El silencio cayó como un palpable velo en la caverna.

Jessica vio la sombra gris de los movimientos de Stilgar como la silueta de un fantasma en las tenebrosas vísceras de la caverna. Miró de nuevo a la depresión, sintiendo el frescor de la noche.

—Que los amigos de Jamis se acerquen —dijo Stilgar.

Algunos hombres se movieron tras Jessica, colocando una cortina en la abertura. Un solo globo fue iluminado muy arriba, al fondo de la caverna. Su amarillo resplandor reveló figuras humanas en movimiento.

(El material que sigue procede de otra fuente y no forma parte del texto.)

//! # Configuration Store
//!
//! Flat-file persistence of configuration documents in a single directory.
//!
//! Every `*.json` regular file in the directory is a stored configuration; its
//! content is only checked when it is read. Client-supplied filenames are never
//! joined onto the directory directly:
//! - reads and overwrites look the name up in a listing taken on the spot,
//! - new files must have the exact shape produced by `build_new_filename`.
//!
//! Writes go to a temporary file in the same directory which is then renamed
//! over the target, so a document is either fully written or untouched. An
//! overwritten document keeps its permissions; a new one gets `0o644` less
//! the process umask, like any other file the server creates.

use crate::error::BadgeError;
use log::{debug, error, info, warn};
use regex::Regex;
use std::fs;
use std::io::Write;
use std::path::{Path, PathBuf};
use std::time::SystemTime;
use tempfile::Builder;

/// Shape of a filename produced for a first save.
const NEW_FILENAME_PATTERN: &str = r"^[A-Za-z0-9_]+_\d{8}_\d{6}\.json$";

/// Mode requested for new documents, before the umask applies.
#[cfg(unix)]
const NEW_FILE_MODE: u32 = 0o644;

#[derive(Debug, Clone)]
pub struct ConfigStore {
    dir: PathBuf,
}

impl ConfigStore {
    pub fn new(dir: impl Into<PathBuf>) -> Self {
        Self { dir: dir.into() }
    }

    pub fn dir(&self) -> &Path {
        &self.dir
    }

    /// Creates the store directory if it does not exist yet.
    pub fn ensure_directory(&self) -> Result<(), BadgeError> {
        if self.dir.is_dir() {
            return Ok(());
        }
        fs::create_dir_all(&self.dir).map_err(|source| {
            error!(
                "Could not create store directory {}: {}",
                self.dir.display(),
                source
            );
            BadgeError::StorageUnavailable {
                dir: self.dir.display().to_string(),
                source,
            }
        })?;
        info!("Created store directory {}", self.dir.display());
        Ok(())
    }

    /// Stored filenames, most recently modified first.
    ///
    /// An unreadable directory lists as empty. Hidden files are skipped, which
    /// also keeps in-flight temporary files out of the listing.
    pub fn list_files(&self) -> Vec<String> {
        let entries = match fs::read_dir(&self.dir) {
            Ok(entries) => entries,
            Err(e) => {
                debug!("Store directory {} not readable: {}", self.dir.display(), e);
                return Vec::new();
            }
        };

        let mut files: Vec<(SystemTime, String)> = entries
            .filter_map(Result::ok)
            .filter_map(|entry| {
                let name = entry.file_name().into_string().ok()?;
                if name.starts_with('.') || !name.ends_with(".json") {
                    return None;
                }
                let metadata = fs::metadata(entry.path()).ok()?;
                if !metadata.is_file() {
                    return None;
                }
                let modified = metadata.modified().unwrap_or(SystemTime::UNIX_EPOCH);
                Some((modified, name))
            })
            .collect();

        // Newest first; equal times fall back to name order so listings are stable.
        files.sort_by(|a, b| b.0.cmp(&a.0).then_with(|| a.1.cmp(&b.1)));
        debug!("Listed {} stored configurations", files.len());
        files.into_iter().map(|(_, name)| name).collect()
    }

    /// Reads a stored document. `filename` must appear in the current listing.
    pub fn read_file(&self, filename: &str) -> Result<String, BadgeError> {
        let listed = self.find_listed(filename).ok_or_else(|| {
            warn!("Refusing to read unlisted file {:?}", filename);
            BadgeError::FileNotFound(filename.to_string())
        })?;

        fs::read_to_string(self.dir.join(&listed)).map_err(|e| {
            error!("Failed to read {}: {}", listed, e);
            BadgeError::ReadFailure {
                filename: listed,
                reason: e.to_string(),
            }
        })
    }

    /// Writes a first save. The name must look like `{name}_{YYYYMMDD_HHMMSS}.json`.
    pub fn create_file(&self, filename: &str, content: &str) -> Result<(), BadgeError> {
        let new_filename_re = Regex::new(NEW_FILENAME_PATTERN)
            .map_err(|e| BadgeError::InvalidTarget(format!("Regex error: {}", e)))?;
        if !new_filename_re.is_match(filename) {
            warn!("Refusing to create file with name {:?}", filename);
            return Err(BadgeError::InvalidTarget(filename.to_string()));
        }
        self.write_file(filename, content)
    }

    /// Replaces a stored document. `filename` must appear in the current listing.
    ///
    /// Returns the listed name that was written.
    pub fn overwrite_file(&self, filename: &str, content: &str) -> Result<String, BadgeError> {
        let listed = self.find_listed(filename).ok_or_else(|| {
            warn!("Refusing to overwrite unlisted file {:?}", filename);
            BadgeError::InvalidTarget(filename.to_string())
        })?;
        self.write_file(&listed, content)?;
        Ok(listed)
    }

    fn find_listed(&self, filename: &str) -> Option<String> {
        self.list_files().into_iter().find(|f| f == filename)
    }

    fn write_file(&self, filename: &str, content: &str) -> Result<(), BadgeError> {
        let write_failure = |reason: String| {
            error!("Failed to write {}: {}", filename, reason);
            BadgeError::WriteFailure {
                filename: filename.to_string(),
                dir: self.dir.display().to_string(),
                reason,
            }
        };

        let target = self.dir.join(filename);
        let existing = fs::metadata(&target)
            .ok()
            .filter(|m| m.is_file())
            .map(|m| m.permissions());

        let mut builder = Builder::new();
        #[cfg(unix)]
        {
            use std::os::unix::fs::PermissionsExt;
            builder.permissions(fs::Permissions::from_mode(NEW_FILE_MODE));
        }
        let mut tmp = builder
            .tempfile_in(&self.dir)
            .map_err(|e| write_failure(e.to_string()))?;
        if let Some(permissions) = existing {
            tmp.as_file()
                .set_permissions(permissions)
                .map_err(|e| write_failure(e.to_string()))?;
        }
        tmp.write_all(content.as_bytes())
            .map_err(|e| write_failure(e.to_string()))?;
        tmp.as_file()
            .sync_all()
            .map_err(|e| write_failure(e.to_string()))?;
        tmp.persist(&target)
            .map_err(|e| write_failure(e.error.to_string()))?;

        info!(
            "Wrote {} ({} bytes) to {}",
            filename,
            content.len(),
            self.dir.display()
        );
        Ok(())
    }
}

Jessica escuchó el lento roce de ropas.

Chani avanzó un paso, como atraída por la luz.

Jessica se acercó al oído de Paul, diciéndole en el código familiar:

—Síguelos, muchacho; haz lo que ellos hagan. Será una simple ceremonia para aplacar el alma de Jamis.

Será mucho más que esto, pensó Paul. Experimentó una sensación lacerante en lo profundo de su conciencia, como si intentara inmovilizar algo que estaba en perenne movimiento.

Chani se deslizó al lado de Jessica y tomó su mano.

—Ven, Sayyadina. Nosotras debemos permanecer a un lado.

Paul las observó mientras se apartaban entre las sombras, dejándolo solo. Se sintió abandonado.

Los hombres que habían colocado la cortina se le acercaron.

—Ven, Usul.

Dejó que lo guiaran, que lo empujaran hasta el interior de un círculo de gente que se había formado alrededor de Stilgar, el cual permanecía de pie bajo el globo y al lado de un objeto informe y anguloso sobre el suelo de roca, cubierto con unas ropas.

Los asistentes se acuclillaron en el suelo a un gesto de Stilgar, con sus ropas siseando por el movimiento. Paul siguió su ejemplo, observando fijamente a Stilgar, notando que bajo el globo sus ojos parecían dos profundos pozos, mientras la tela verde brillaba en torno a su cuello. Después, Paul dirigió su atención hacia lo que tenía Stilgar a sus pies, cubierto por unas ropas, y reconoció el mango de un baliset surgiendo por un lado de la ropa.

—El espíritu deja el agua del cuerpo cuando se levanta la primera luna —entonó Stilgar—. Así está dicho. Cuando se levante la primera luna, esta noche, ¿a quién llamará?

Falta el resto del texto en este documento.